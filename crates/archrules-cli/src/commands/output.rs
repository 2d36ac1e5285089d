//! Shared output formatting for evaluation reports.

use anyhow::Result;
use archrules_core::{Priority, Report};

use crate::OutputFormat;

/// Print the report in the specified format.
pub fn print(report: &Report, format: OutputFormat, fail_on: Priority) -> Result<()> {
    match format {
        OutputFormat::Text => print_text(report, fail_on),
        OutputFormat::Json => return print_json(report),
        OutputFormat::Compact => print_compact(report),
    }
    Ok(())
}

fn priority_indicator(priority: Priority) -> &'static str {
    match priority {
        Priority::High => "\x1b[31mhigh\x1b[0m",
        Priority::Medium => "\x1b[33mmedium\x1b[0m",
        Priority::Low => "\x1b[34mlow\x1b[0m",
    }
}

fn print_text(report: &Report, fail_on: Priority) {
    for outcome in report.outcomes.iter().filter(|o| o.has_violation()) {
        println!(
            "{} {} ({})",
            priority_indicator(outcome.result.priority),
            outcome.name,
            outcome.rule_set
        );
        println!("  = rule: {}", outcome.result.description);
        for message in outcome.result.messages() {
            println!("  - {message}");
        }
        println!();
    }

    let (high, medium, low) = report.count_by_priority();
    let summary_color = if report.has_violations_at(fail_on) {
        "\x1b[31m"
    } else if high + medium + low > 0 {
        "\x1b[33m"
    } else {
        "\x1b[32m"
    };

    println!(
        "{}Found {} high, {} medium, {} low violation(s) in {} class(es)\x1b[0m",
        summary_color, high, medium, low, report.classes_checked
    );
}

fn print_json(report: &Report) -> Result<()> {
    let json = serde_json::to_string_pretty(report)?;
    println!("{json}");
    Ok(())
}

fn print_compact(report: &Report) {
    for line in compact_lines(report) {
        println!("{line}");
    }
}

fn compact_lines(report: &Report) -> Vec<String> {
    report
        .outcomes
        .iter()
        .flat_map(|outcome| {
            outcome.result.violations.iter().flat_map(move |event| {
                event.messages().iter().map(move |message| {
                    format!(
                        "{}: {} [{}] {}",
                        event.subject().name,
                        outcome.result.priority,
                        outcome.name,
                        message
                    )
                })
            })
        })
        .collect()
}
-=-=-=-=-
▶ WHAT TO WORK ON
Retype the entire listing exactly.

▶ RESULT OF THIS EXERCISE
filename crates/archrules-cli/src/commands/output.rs
repository 2d36ac1e5285089d
//! Shared output formatting for evaluation reports.

use anyhow::Result;
use archrules_core::{Priority, Report};

use crate::OutputFormat;

/// Print the report in the specified format.
pub fn print(report: &Report, format: OutputFormat, fail_on: Priority) -> Result<()> {
    match format {
        OutputFormat::Text => print_text(report, fail_on),
        OutputFormat::Json => return print_json(report),
        OutputFormat::Compact => print_compact(report),
    }
    Ok(())
}

fn priority_indicator(priority: Priority) -> &'static str {
    match priority {
        Priority::High => "\x1b[31mhigh\x1b[0m",
        Priority::Medium => "\x1b[33mmedium\x1b[0m",
        Priority::Low => "\x1b[34mlow\x1b[0m",
    }
}

fn print_text(report: &Report, fail_on: Priority) {
    for outcome in report.outcomes.iter().filter(|o| o.has_violation()) {
        println!(
            "{} {} ({})",
            priority_indicator(outcome.result.priority),
            outcome.name,
            outcome.rule_set
        );
        println!("  = rule: {}", outcome.result.description);
        for message in outcome.result.messages() {
            println!("  - {message}");
        }
        println!();
    }

    let (high, medium, low) = report.count_by_priority();
    let summary_color = if report.has_violations_at(fail_on) {
        "\x1b[31m"
    } else if high + medium + low > 0 {
        "\x1b[33m"
    } else {
        "\x1b[32m"
    };

    println!(
        "{}Found {} high, {} medium, {} low violation(s) in {} class(es)\x1b[0m",
        summary_color, high, medium, low, report.classes_checked
    );
}

fn print_json(report: &Report) -> Result<()> {
    let json = serde_json::to_string_pretty(report)?;
    println!("{json}");
    Ok(())
}

fn print_compact(report: &Report) {
    for line in compact_lines(report) {
        println!("{line}");
    }
}

fn compact_lines(report: &Report) -> Vec<String> {
    report
        .outcomes
        .iter()
        .flat_map(|outcome| {
            outcome.result.violations.iter().flat_map(move |event| {
                event.messages().iter().map(move |message| {
                    format!(
                        "{}: {} [{}] {}",
                        event.subject().name,
                        outcome.result.priority,
                        outcome.name,
                        message
                    )
                })
            })
        })
        .collect()
}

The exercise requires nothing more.